DIAGONAL: Como o MST avalia a conjuntura política brasileira atual?
ROSANA FERNANDES: O contexto de luta de classes no Brasil continua cada dia mais forte, especialmente desde os anos 90, quando o então presidente Collor de Mello iniciou o processo de privatizações que depois continuou Fernando Henrique Cardoso. A chegada de Lula à presidência supôs uma conquista da classe trabalhadora. No entanto, a esperança que o povo organizado do campo e da cidade tinha, se esfumaçou quando a política governamental deu continuidade ao projeto neoliberal, incentivando mais ainda a especulação das empresas, sob o domínio do capital financeiro internacional. No caso do campo, havia se comprometido a levar a cabo a Reforma Agrária. Mas estamos chegando ao final do segundo mandato e os assentamentos criados foram conquistados mediante a luta permanente. A Reforma Agrária prometida se transformou em mero discurso. Ao mesmo tempo, as grandes empresas nacionais e internacionais estão monopolizando mais terra para monoculturas de exportação (cana, eucalipto, pino, soja…), sem falar das grandes áreas de experimentos com transgênicos, de soja e milho. Tudo isto apoiado com ajudas fiscais, para continuar explodindo os bens de nosso país.
Como vocês vêem o futuro eleitoral no Brasil?
É preciso ter uma visão clara do processo eleitoral de 2010. Há muitas especulações sobre possíveis candidaturas, tanto de extrema direita como da esquerda. O Partido dos Trabalhadores, a esquerda governante, mantém o propósito de garantir um sucessor para Lula. No entanto, a direita se está articulando com força para evitá-lo. Achamos que o processo eleitoral deve ser entendido como uma estratégia dentro do projeto de transformação social que queremos. Podemos acumular forças conquistando algum governo, seja municipal, estadual ou federal, mas sem a pretensão de que seja aí onde se resolva o problema da classe trabalhadora. Aproveitaremos o momento eleitoral para politizar o debate e evidenciar um projeto popular para o Brasil, construído por várias forças da esquerda.
Em que nível de desenvolvimento se encontra a Reforma Agrária?

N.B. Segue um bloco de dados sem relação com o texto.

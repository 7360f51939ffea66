//! Repository for the `offers` table and the reservation workflow.

use chrono::Utc;
use placement_core::access::{list_scope, Actor, Relation, Resource};
use placement_core::error::CoreError;
use placement_core::notification::{
    ENTITY_OFFER, KIND_OFFER_ACCEPTED, KIND_OFFER_CANCELLED, KIND_OFFER_RECEIVED,
    KIND_OFFER_REJECTED,
};
use placement_core::offer;
use placement_core::pagination::{Page, PageParams};
use placement_core::status::{CvStatus, JobStatus, OfferStatus};
use placement_core::types::{DbId, Timestamp};
use sqlx::{PgPool, Postgres, Transaction};

use crate::error::DbResult;
use crate::models::cv::Cv;
use crate::models::job::Job;
use crate::models::notification::NewNotification;
use crate::models::offer::{CreateOffer, Offer, OfferListQuery};
use crate::models::process::CvProcess;
use crate::repositories::base::{BaseRepo, Condition, Entity};
use crate::repositories::{CvRepo, NotificationRepo, ProcessRepo};

const COLUMNS: &str = "id, cv_id, employer_id, job_id, salary, message, status_id, \
                        response_note, expires_at, responded_at, created_at, updated_at, \
                        (SELECT owner_id FROM cvs WHERE cvs.id = offers.cv_id) AS cv_owner_id";

/// Note written on competing offers when a CV gets reserved.
const RESERVED_ELSEWHERE_NOTE: &str = "CV was reserved by another employer";

impl Entity for Offer {
    const TABLE: &'static str = "offers";
    const COLUMNS: &'static str = COLUMNS;
    const RESOURCE: Resource = Resource::Offer;
    const OWNER_COLUMN: &'static str = "employer_id";

    fn id(&self) -> DbId {
        self.id
    }

    /// Offers the user made, plus offers on CVs they manage.
    fn owned_by(user_id: DbId) -> Condition {
        Condition::either(vec![
            Condition::eq("employer_id", user_id),
            Condition::cv_owned_by("cv_id", user_id),
        ])
    }

    fn relation(&self, actor: &Actor) -> Relation {
        if actor.user_id == self.employer_id {
            Relation::Owner
        } else if actor.user_id == self.cv_owner_id {
            Relation::Counterparty
        } else {
            Relation::Stranger
        }
    }
}

/// Offers and the reserve / reject / cancel workflow around them.
pub struct OfferRepo;

impl OfferRepo {
    /// Record an offer from `employer_id` and notify the CV owner.
    pub async fn create(
        pool: &PgPool,
        employer_id: DbId,
        input: &CreateOffer,
        expires_at: Timestamp,
    ) -> DbResult<Offer> {
        let mut tx = pool.begin().await?;

        let cv = BaseRepo::<Cv>::lock(&mut tx, input.cv_id).await?;
        if cv.owner_id == employer_id {
            return Err(CoreError::Validation("Cannot make an offer on your own CV".into()).into());
        }
        if cv.status() != CvStatus::Available {
            return Err(CoreError::Conflict(format!(
                "CV is {} and cannot receive offers",
                cv.status()
            ))
            .into());
        }

        if let Some(job_id) = input.job_id {
            let job = BaseRepo::<Job>::find_by_id(pool, job_id)
                .await?
                .ok_or(CoreError::NotFound { entity: "Job", id: job_id })?;
            if job.owner_id != employer_id {
                return Err(CoreError::Validation(
                    "Offers can only reference your own job postings".into(),
                )
                .into());
            }
            if job.status() != JobStatus::Open {
                return Err(CoreError::Conflict("Job is closed".into()).into());
            }
        }

        let query = format!(
            "INSERT INTO offers (cv_id, employer_id, job_id, salary, message, expires_at)
             VALUES ($1, $2, $3, $4, $5, $6)
             RETURNING {COLUMNS}"
        );
        let created = sqlx::query_as::<_, Offer>(&query)
            .bind(input.cv_id)
            .bind(employer_id)
            .bind(input.job_id)
            .bind(input.salary)
            .bind(&input.message)
            .bind(expires_at)
            .fetch_one(&mut *tx)
            .await?;

        NotificationRepo::create_in_tx(
            &mut tx,
            &NewNotification {
                user_id: cv.owner_id,
                kind: KIND_OFFER_RECEIVED,
                title: format!("New offer for {}", cv.full_name),
                body: created.message.clone(),
                entity_type: ENTITY_OFFER,
                entity_id: created.id,
            },
        )
        .await?;

        tx.commit().await?;
        Ok(created)
    }

    /// List offers the actor made or received. Admins see all offers.
    pub async fn list(
        pool: &PgPool,
        actor: &Actor,
        query: &OfferListQuery,
    ) -> DbResult<Page<Offer>> {
        let mut conditions = Vec::new();
        if let Some(name) = query.status.as_deref() {
            let status = OfferStatus::from_name(name)
                .ok_or_else(|| CoreError::Validation(format!("Unknown offer status '{name}'")))?;
            conditions.push(Condition::eq("status_id", status.id()));
        }
        if let Some(cv_id) = query.cv_id {
            conditions.push(Condition::eq("cv_id", cv_id));
        }
        let page = PageParams::new(query.limit, query.offset);
        Ok(BaseRepo::<Offer>::list_scoped(pool, list_scope(actor), conditions, &page).await?)
    }

    /// Accept an offer: reserve the CV, reject competing offers, open the process.
    ///
    /// An offer found past its expiry is marked expired (committed) and the
    /// call fails with `Conflict`.
    pub async fn accept(pool: &PgPool, offer_id: DbId) -> DbResult<(Offer, CvProcess)> {
        let now = Utc::now();
        let mut tx = pool.begin().await?;

        let (cv, current) = CvRepo::lock_with::<Offer>(&mut tx, offer_id).await?;
        if Self::expire_if_due(&mut tx, &current, now).await? {
            tx.commit().await?;
            return Err(CoreError::Conflict("Offer has expired".into()).into());
        }
        offer::ensure_respondable(current.status())?;

        CvRepo::set_status_in_tx(&mut tx, &cv, CvStatus::Reserved).await?;

        let accepted = Self::set_status(&mut tx, offer_id, OfferStatus::Accepted, None, now).await?;

        let losers: Vec<(DbId, DbId)> = sqlx::query_as(
            "UPDATE offers SET status_id = $3, response_note = $4, responded_at = $5
             WHERE cv_id = $1 AND id <> $2 AND status_id = $6
             RETURNING id, employer_id",
        )
        .bind(cv.id)
        .bind(offer_id)
        .bind(OfferStatus::Rejected.id())
        .bind(RESERVED_ELSEWHERE_NOTE)
        .bind(now)
        .bind(OfferStatus::Pending.id())
        .fetch_all(&mut *tx)
        .await?;

        let process = ProcessRepo::create_in_tx(&mut tx, &accepted).await?;

        let mut notes = vec![NewNotification {
            user_id: accepted.employer_id,
            kind: KIND_OFFER_ACCEPTED,
            title: format!("Your offer for {} was accepted", cv.full_name),
            body: None,
            entity_type: ENTITY_OFFER,
            entity_id: accepted.id,
        }];
        notes.extend(losers.iter().map(|&(id, employer_id)| NewNotification {
            user_id: employer_id,
            kind: KIND_OFFER_REJECTED,
            title: format!("Your offer for {} was declined", cv.full_name),
            body: Some(RESERVED_ELSEWHERE_NOTE.to_string()),
            entity_type: ENTITY_OFFER,
            entity_id: id,
        }));
        NotificationRepo::create_many_in_tx(&mut tx, &notes).await?;

        tx.commit().await?;

        tracing::info!(
            offer_id,
            cv_id = cv.id,
            rejected = losers.len(),
            "Offer accepted, CV reserved"
        );
        Ok((accepted, process))
    }

    /// Reject a pending offer and notify the employer.
    pub async fn reject(pool: &PgPool, offer_id: DbId, note: Option<&str>) -> DbResult<Offer> {
        let now = Utc::now();
        let mut tx = pool.begin().await?;

        let (_cv, current) = CvRepo::lock_with::<Offer>(&mut tx, offer_id).await?;
        if Self::expire_if_due(&mut tx, &current, now).await? {
            tx.commit().await?;
            return Err(CoreError::Conflict("Offer has expired".into()).into());
        }
        offer::ensure_respondable(current.status())?;

        let rejected = Self::set_status(&mut tx, offer_id, OfferStatus::Rejected, note, now).await?;
        NotificationRepo::create_in_tx(
            &mut tx,
            &NewNotification {
                user_id: rejected.employer_id,
                kind: KIND_OFFER_REJECTED,
                title: "Your offer was declined".into(),
                body: note.map(str::to_string),
                entity_type: ENTITY_OFFER,
                entity_id: rejected.id,
            },
        )
        .await?;

        tx.commit().await?;
        Ok(rejected)
    }

    /// Withdraw an offer.
    ///
    /// Pending offers are simply cancelled. An accepted offer can be
    /// cancelled while its process has no completed steps: the process row
    /// is removed and the CV returns to `available`.
    pub async fn cancel(pool: &PgPool, offer_id: DbId) -> DbResult<Offer> {
        let now = Utc::now();
        let mut tx = pool.begin().await?;

        let (cv, current) = CvRepo::lock_with::<Offer>(&mut tx, offer_id).await?;
        if current.status() == OfferStatus::Accepted {
            let process = ProcessRepo::lock_by_offer(&mut tx, offer_id).await?;
            let completed = process.as_ref().map_or(0, |p| p.completed_steps);
            offer::ensure_cancellable(current.status(), completed)?;

            if let Some(process) = process {
                sqlx::query("DELETE FROM cv_processes WHERE id = $1")
                    .bind(process.id)
                    .execute(&mut *tx)
                    .await?;
            }
            CvRepo::set_status_in_tx(&mut tx, &cv, CvStatus::Available).await?;
        } else {
            offer::ensure_cancellable(current.status(), 0)?;
        }

        let cancelled =
            Self::set_status(&mut tx, offer_id, OfferStatus::Cancelled, None, now).await?;
        NotificationRepo::create_in_tx(
            &mut tx,
            &NewNotification {
                user_id: cancelled.cv_owner_id,
                kind: KIND_OFFER_CANCELLED,
                title: "An offer on your CV was withdrawn".into(),
                body: None,
                entity_type: ENTITY_OFFER,
                entity_id: cancelled.id,
            },
        )
        .await?;

        tx.commit().await?;
        Ok(cancelled)
    }

    /// Cancel every pending offer on a CV. Returns `(offer id, employer id)`
    /// pairs so the caller can notify the employers.
    pub async fn cancel_pending_for_cv(
        tx: &mut Transaction<'_, Postgres>,
        cv_id: DbId,
    ) -> Result<Vec<(DbId, DbId)>, sqlx::Error> {
        sqlx::query_as(
            "UPDATE offers SET status_id = $2, responded_at = NOW()
             WHERE cv_id = $1 AND status_id = $3
             RETURNING id, employer_id",
        )
        .bind(cv_id)
        .bind(OfferStatus::Cancelled.id())
        .bind(OfferStatus::Pending.id())
        .fetch_all(&mut **tx)
        .await
    }

    /// Mark every pending offer past its expiry as expired. Returns the count.
    pub async fn expire_stale(pool: &PgPool) -> Result<u64, sqlx::Error> {
        let result = sqlx::query(
            "UPDATE offers SET status_id = $1 WHERE status_id = $2 AND expires_at <= NOW()",
        )
        .bind(OfferStatus::Expired.id())
        .bind(OfferStatus::Pending.id())
        .execute(pool)
        .await?;
        Ok(result.rows_affected())
    }

    // -----------------------------------------------------------------------
    // Internal helpers
    // -----------------------------------------------------------------------

    async fn set_status(
        tx: &mut Transaction<'_, Postgres>,
        offer_id: DbId,
        status: OfferStatus,
        note: Option<&str>,
        now: Timestamp,
    ) -> Result<Offer, sqlx::Error> {
        let query = format!(
            "UPDATE offers SET status_id = $2, response_note = COALESCE($3, response_note), \
                               responded_at = $4
             WHERE id = $1
             RETURNING {COLUMNS}"
        );
        sqlx::query_as::<_, Offer>(&query)
            .bind(offer_id)
            .bind(status.id())
            .bind(note)
            .bind(now)
            .fetch_one(&mut **tx)
            .await
    }

    /// Mark `offer` expired if it is pending and past due. Returns whether it did.
    async fn expire_if_due(
        tx: &mut Transaction<'_, Postgres>,
        offer: &Offer,
        now: Timestamp,
    ) -> Result<bool, sqlx::Error> {
        if !offer::is_expired(offer.status(), offer.expires_at, now) {
            return Ok(false);
        }
        sqlx::query("UPDATE offers SET status_id = $2 WHERE id = $1")
            .bind(offer.id)
            .bind(OfferStatus::Expired.id())
            .execute(&mut **tx)
            .await?;
        tracing::info!(offer_id = offer.id, "Offer expired on response");
        Ok(true)
    }
}
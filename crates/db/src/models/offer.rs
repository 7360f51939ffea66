//! Offer (reservation request) model and DTOs.

use placement_core::status::{OfferStatus, StatusId};
use placement_core::types::{DbId, Timestamp};
use serde::{Deserialize, Serialize};
use sqlx::FromRow;
use validator::Validate;

/// A row from the `offers` table, plus the owner of the CV it targets.
#[derive(Debug, Clone, FromRow, Serialize)]
pub struct Offer {
    pub id: DbId,
    pub cv_id: DbId,
    pub employer_id: DbId,
    pub job_id: Option<DbId>,
    pub salary: Option<i32>,
    pub message: Option<String>,
    pub status_id: StatusId,
    pub response_note: Option<String>,
    pub expires_at: Timestamp,
    pub responded_at: Option<Timestamp>,
    pub created_at: Timestamp,
    pub updated_at: Timestamp,
    pub cv_owner_id: DbId,
}

impl Offer {
    pub fn status(&self) -> OfferStatus {
        OfferStatus::from_id(self.status_id).unwrap_or(OfferStatus::Cancelled)
    }
}

/// DTO for `POST /offers`.
#[derive(Debug, Clone, Deserialize, Validate)]
pub struct CreateOffer {
    pub cv_id: DbId,
    pub job_id: Option<DbId>,
    #[validate(range(min = 0))]
    pub salary: Option<i32>,
    #[validate(length(max = 2000))]
    pub message: Option<String>,
}

/// Optional note attached to a response (reject, process step, ...).
#[derive(Debug, Clone, Default, Deserialize, Validate)]
pub struct RespondNote {
    #[validate(length(max = 2000))]
    pub note: Option<String>,
}

/// Query parameters for `GET /offers`.
#[derive(Debug, Clone, Default, Deserialize)]
pub struct OfferListQuery {
    pub status: Option<String>,
    pub cv_id: Option<DbId>,
    pub limit: Option<i64>,
    pub offset: Option<i64>,
}
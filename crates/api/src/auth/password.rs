//! Argon2id password hashing.
//!
//! Hashes are PHC strings, so parameters and salt travel with the hash.

use argon2::password_hash::rand_core::OsRng;
use argon2::password_hash::{PasswordHash, PasswordHasher, PasswordVerifier, SaltString};
use argon2::Argon2;
use placement_core::error::CoreError;

use crate::error::AppError;

pub const MIN_PASSWORD_LENGTH: usize = 10;

/// Upper bound keeps a single login from burning seconds of CPU.
pub const MAX_PASSWORD_LENGTH: usize = 128;

/// Validate a password a user is choosing and hash it.
///
/// Used by registration, admin-created accounts and admin resets.
pub fn hash_new_password(password: &str) -> Result<String, AppError> {
    check_strength(password).map_err(|msg| AppError::Core(CoreError::Validation(msg)))?;
    hash_password(password)
        .map_err(|e| AppError::InternalError(format!("Password hashing error: {e}")))
}

pub fn hash_password(password: &str) -> Result<String, argon2::password_hash::Error> {
    let salt = SaltString::generate(&mut OsRng);
    let hash = Argon2::default().hash_password(password.as_bytes(), &salt)?;
    Ok(hash.to_string())
}

/// A mismatch is `Ok(false)`; only a malformed stored hash is an error.
pub fn verify_password(password: &str, hash: &str) -> Result<bool, AppError> {
    if password.len() > MAX_PASSWORD_LENGTH * 4 {
        return Ok(false);
    }
    let parsed = PasswordHash::new(hash)
        .map_err(|e| AppError::InternalError(format!("Stored password hash is malformed: {e}")))?;
    match Argon2::default().verify_password(password.as_bytes(), &parsed) {
        Ok(()) => Ok(true),
        Err(argon2::password_hash::Error::Password) => Ok(false),
        Err(e) => Err(AppError::InternalError(format!(
            "Password verification error: {e}"
        ))),
    }
}

fn check_strength(password: &str) -> Result<(), String> {
    let length = password.chars().count();
    if length < MIN_PASSWORD_LENGTH {
        return Err(format!(
            "Password must be at least {MIN_PASSWORD_LENGTH} characters long"
        ));
    }
    if length > MAX_PASSWORD_LENGTH {
        return Err(format!(
            "Password must be at most {MAX_PASSWORD_LENGTH} characters long"
        ));
    }
    if password.trim().is_empty() {
        return Err("Password cannot be blank".into());
    }
    Ok(())
}
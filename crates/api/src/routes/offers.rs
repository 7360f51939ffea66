//! Route definitions for the `/offers` resource.

use axum::routing::{get, post};
use axum::Router;

use crate::handlers::offers;
use crate::state::AppState;

/// Routes mounted at `/offers`.
///
/// ```text
/// GET  /              -> list_offers
/// POST /              -> create_offer
/// GET  /{id}          -> get_offer
/// POST /{id}/accept   -> accept_offer
/// POST /{id}/reject   -> reject_offer
/// POST /{id}/cancel   -> cancel_offer
/// ```
pub fn router() -> Router<AppState> {
    Router::new()
        .route("/", get(offers::list_offers).post(offers::create_offer))
        .route("/{id}", get(offers::get_offer))
        .route("/{id}/accept", post(offers::accept_offer))
        .route("/{id}/reject", post(offers::reject_offer))
        .route("/{id}/cancel", post(offers::cancel_offer))
}
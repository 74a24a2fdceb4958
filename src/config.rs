use std::{
    env,
    path::{Path, PathBuf},
    str::FromStr,
    time::Duration,
};

use anyhow::{anyhow, bail, Context, Result};
use reqwest::header::{HeaderMap, HeaderValue, ACCEPT, AUTHORIZATION, USER_AGENT};
use tracing::info;

const DEFAULT_RESULTS_CSV: &str = "results_with_infected_area_all_splits.csv";
const DEFAULT_MASK_ROOT: &str = "Segmented/masks";
const DEFAULT_UPLOAD_DIR: &str = "static/uploads";
const DEFAULT_RESULTS_DIR: &str = "static/results";
const DEFAULT_PORT: u16 = 5000;
const DEFAULT_BODY_LIMIT_MB: usize = 5;
const DEFAULT_RETENTION_INTERVAL_SECS: u64 = 3600;

/// Everything the server reads from the environment at startup.
#[derive(Debug, Clone)]
pub struct Config {
    pub port: u16,
    pub body_limit_bytes: usize,
    pub results_csv: PathBuf,
    pub results_csv_url: Option<String>,
    pub mask_root: PathBuf,
    pub upload_dir: PathBuf,
    pub results_dir: PathBuf,
    pub retention: Option<RetentionPolicy>,
}

/// Age limit for stored uploads and published masks.
#[derive(Debug, Clone, Copy, PartialEq, Eq)]
pub struct RetentionPolicy {
    pub max_age: Duration,
    pub interval: Duration,
}

impl Config {
    pub fn from_env() -> Result<Self> {
        Self::from_lookup(|key| env::var(key).ok())
    }

    /// Builds the config from an arbitrary key lookup so tests don't have to
    /// touch the process environment.
    pub fn from_lookup<F>(lookup: F) -> Result<Self>
    where
        F: Fn(&str) -> Option<String>,
    {
        let port = parse_or(&lookup, "PORT", DEFAULT_PORT)?;
        let body_limit_bytes = parse_or(&lookup, "BODY_LIMIT_MB", DEFAULT_BODY_LIMIT_MB)?
            .checked_mul(1024 * 1024)
            .ok_or_else(|| anyhow!("BODY_LIMIT_MB is too large"))?;

        let path_or = |key: &str, default: &str| {
            lookup(key)
                .filter(|v| !v.is_empty())
                .map(PathBuf::from)
                .unwrap_or_else(|| PathBuf::from(default))
        };

        let retention = match lookup("RETENTION_MAX_AGE_SECS").filter(|v| !v.is_empty()) {
            Some(raw) => {
                let max_age: u64 = raw
                    .parse()
                    .with_context(|| format!("RETENTION_MAX_AGE_SECS must be a number, got {raw:?}"))?;
                let interval =
                    parse_or(&lookup, "RETENTION_INTERVAL_SECS", DEFAULT_RETENTION_INTERVAL_SECS)?;
                if interval == 0 {
                    bail!("RETENTION_INTERVAL_SECS must be greater than zero");
                }
                Some(RetentionPolicy {
                    max_age: Duration::from_secs(max_age),
                    interval: Duration::from_secs(interval),
                })
            }
            None => None,
        };

        Ok(Config {
            port,
            body_limit_bytes,
            results_csv: path_or("RESULTS_CSV", DEFAULT_RESULTS_CSV),
            results_csv_url: lookup("RESULTS_CSV_URL").filter(|v| !v.is_empty()),
            mask_root: path_or("MASK_ROOT", DEFAULT_MASK_ROOT),
            upload_dir: path_or("UPLOAD_DIR", DEFAULT_UPLOAD_DIR),
            results_dir: path_or("RESULTS_DIR", DEFAULT_RESULTS_DIR),
            retention,
        })
    }
}

fn parse_or<F, T>(lookup: &F, key: &str, default: T) -> Result<T>
where
    F: Fn(&str) -> Option<String>,
    T: FromStr,
    T::Err: std::error::Error + Send + Sync + 'static,
{
    match lookup(key).filter(|v| !v.is_empty()) {
        Some(raw) => raw
            .parse::<T>()
            .with_context(|| format!("{key} has an invalid value {raw:?}")),
        None => Ok(default),
    }
}

async fn download_file(url: &str, path: &Path) -> Result<()> {
    info!("Downloading {} from {}", path.display(), url);

    let mut header_map = HeaderMap::new();
    if let Ok(token) = env::var("GITHUB_TOKEN") {
        let auth_value = HeaderValue::from_str(&format!("Bearer {token}"))
            .context("Invalid GITHUB_TOKEN format")?;
        header_map.insert(AUTHORIZATION, auth_value);
    }
    header_map.insert(
        ACCEPT,
        HeaderValue::from_static("application/octet-stream"),
    );
    header_map.insert(
        USER_AGENT,
        HeaderValue::from_static(concat!("leaf_lookup/", env!("CARGO_PKG_VERSION"))),
    );

    let client = reqwest::Client::new();
    let response = client
        .get(url)
        .headers(header_map)
        .send()
        .await
        .with_context(|| format!("Failed to send request to {url}"))?;

    if !response.status().is_success() {
        bail!("Failed to download {}: {}", url, response.status());
    }

    let bytes = response.bytes().await.context("Failed to read bytes")?;
    if let Some(parent) = path.parent().filter(|p| !p.as_os_str().is_empty()) {
        tokio::fs::create_dir_all(parent).await?;
    }
    tokio::fs::write(path, bytes)
        .await
        .with_context(|| format!("Failed to write {}", path.display()))
}

/// Makes sure the results table exists on disk, fetching it from
/// `RESULTS_CSV_URL` when it is missing and a URL is configured.
pub async fn ensure_results_table(config: &Config) -> Result<()> {
    info!("Checking results table...");
    if config.results_csv.exists() {
        return Ok(());
    }
    match &config.results_csv_url {
        Some(url) => download_file(url, &config.results_csv).await,
        None => bail!(
            "results table {} not found and RESULTS_CSV_URL is not set",
            config.results_csv.display()
        ),
    }
}

#[cfg(test)]
mod tests {
    use std::collections::HashMap;

    use super::*;

    fn config_from(pairs: &[(&str, &str)]) -> Result<Config> {
        let vars: HashMap<String, String> = pairs
            .iter()
            .map(|(k, v)| (k.to_string(), v.to_string()))
            .collect();
        Config::from_lookup(|key| vars.get(key).cloned())
    }

    #[test]
    fn defaults_match_fixed_layout() {
        let config = config_from(&[]).unwrap();
        assert_eq!(config.port, 5000);
        assert_eq!(config.body_limit_bytes, 5 * 1024 * 1024);
        assert_eq!(
            config.results_csv,
            PathBuf::from("results_with_infected_area_all_splits.csv")
        );
        assert_eq!(config.mask_root, PathBuf::from("Segmented/masks"));
        assert_eq!(config.upload_dir, PathBuf::from("static/uploads"));
        assert_eq!(config.results_dir, PathBuf::from("static/results"));
        assert!(config.results_csv_url.is_none());
        assert!(config.retention.is_none());
    }

    #[test]
    fn overrides_are_applied() {
        let config = config_from(&[
            ("PORT", "8081"),
            ("BODY_LIMIT_MB", "12"),
            ("MASK_ROOT", "/data/masks"),
            ("RETENTION_MAX_AGE_SECS", "600"),
            ("RETENTION_INTERVAL_SECS", "60"),
        ])
        .unwrap();
        assert_eq!(config.port, 8081);
        assert_eq!(config.body_limit_bytes, 12 * 1024 * 1024);
        assert_eq!(config.mask_root, PathBuf::from("/data/masks"));
        assert_eq!(
            config.retention,
            Some(RetentionPolicy {
                max_age: Duration::from_secs(600),
                interval: Duration::from_secs(60),
            })
        );
    }

    #[test]
    fn invalid_numbers_are_rejected() {
        assert!(config_from(&[("PORT", "seventy")]).is_err());
        assert!(config_from(&[("PORT", "70000")]).is_err());
        assert!(config_from(&[("BODY_LIMIT_MB", "-1")]).is_err());
        assert!(config_from(&[("RETENTION_MAX_AGE_SECS", "soon")]).is_err());
        assert!(config_from(&[
            ("RETENTION_MAX_AGE_SECS", "10"),
            ("RETENTION_INTERVAL_SECS", "0")
        ])
        .is_err());
    }

    #[tokio::test]
    async fn missing_table_without_url_fails() {
        let config = config_from(&[("RESULTS_CSV", "/definitely/not/here.csv")]).unwrap();
        let err = ensure_results_table(&config).await.unwrap_err();
        assert!(err.to_string().contains("RESULTS_CSV_URL"));
    }
}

No Brasil não existe política de Reforma Agrária. O que existiu foram políticas de assentamentos, como resposta à pressão que os movimentos sociais fazem para que o governo federal adquira latifúndios, através da compra direta ou desapropriações. A luta pela terra é uma constante na história brasileira. Entendo que só a conquista da terra não resolve o problema dos agricultores, é necessário que haja uma política de Reforma Agrária na qual se garantam os subsídios para a produção, crédito para infra-estrutura, moradia digna, educação, saúde, ócio… Um conjunto de questões necessárias para que uma família possa viver na terra conquistada.
Como avaliam as jornadas de luta que organizaram no mês de agosto em todo o país?
Foi outro passo importante por recolocar a questão da Reforma Agrária no debate público, comprometendo o governo. Houve lucros políticos importantes, como a desapropriação de uma área emblemática do estado de Minas Gerais, na qual tinham sido assassinados cinco companheiros, a fazenda Alegria.
Ante o panorama mundial de deterioração ambiental, que dificuldades e linhas de trabalho têm para fomentar a agroecologia?
Esta é uma questão muito complexa. É necessário entendê-la dentro de todo um projeto de Reforma Agrária popular que estamos debatendo, no marco geral da relação do ser humano com a terra, com todas as formas de vida. É um debate que, em primeiro lugar, cada companheira e companheiro necessita manter na sua própria consciência, já que fomos formados na visão capitalista de exploração dos outros seres e da natureza. É necessário desconstruir alguns vícios e reconstruir novos valores. Outro elemento é a formação e capacitação técnica na linha agroecológica, que é preciso intensificar, especialmente formando jovens agricultores para poder transformar a idéia em prática nas áreas de assentamentos. Também o próprio governo deveria criar políticas de incentivo para este tipo de produção, na agricultura familiar e camponesa.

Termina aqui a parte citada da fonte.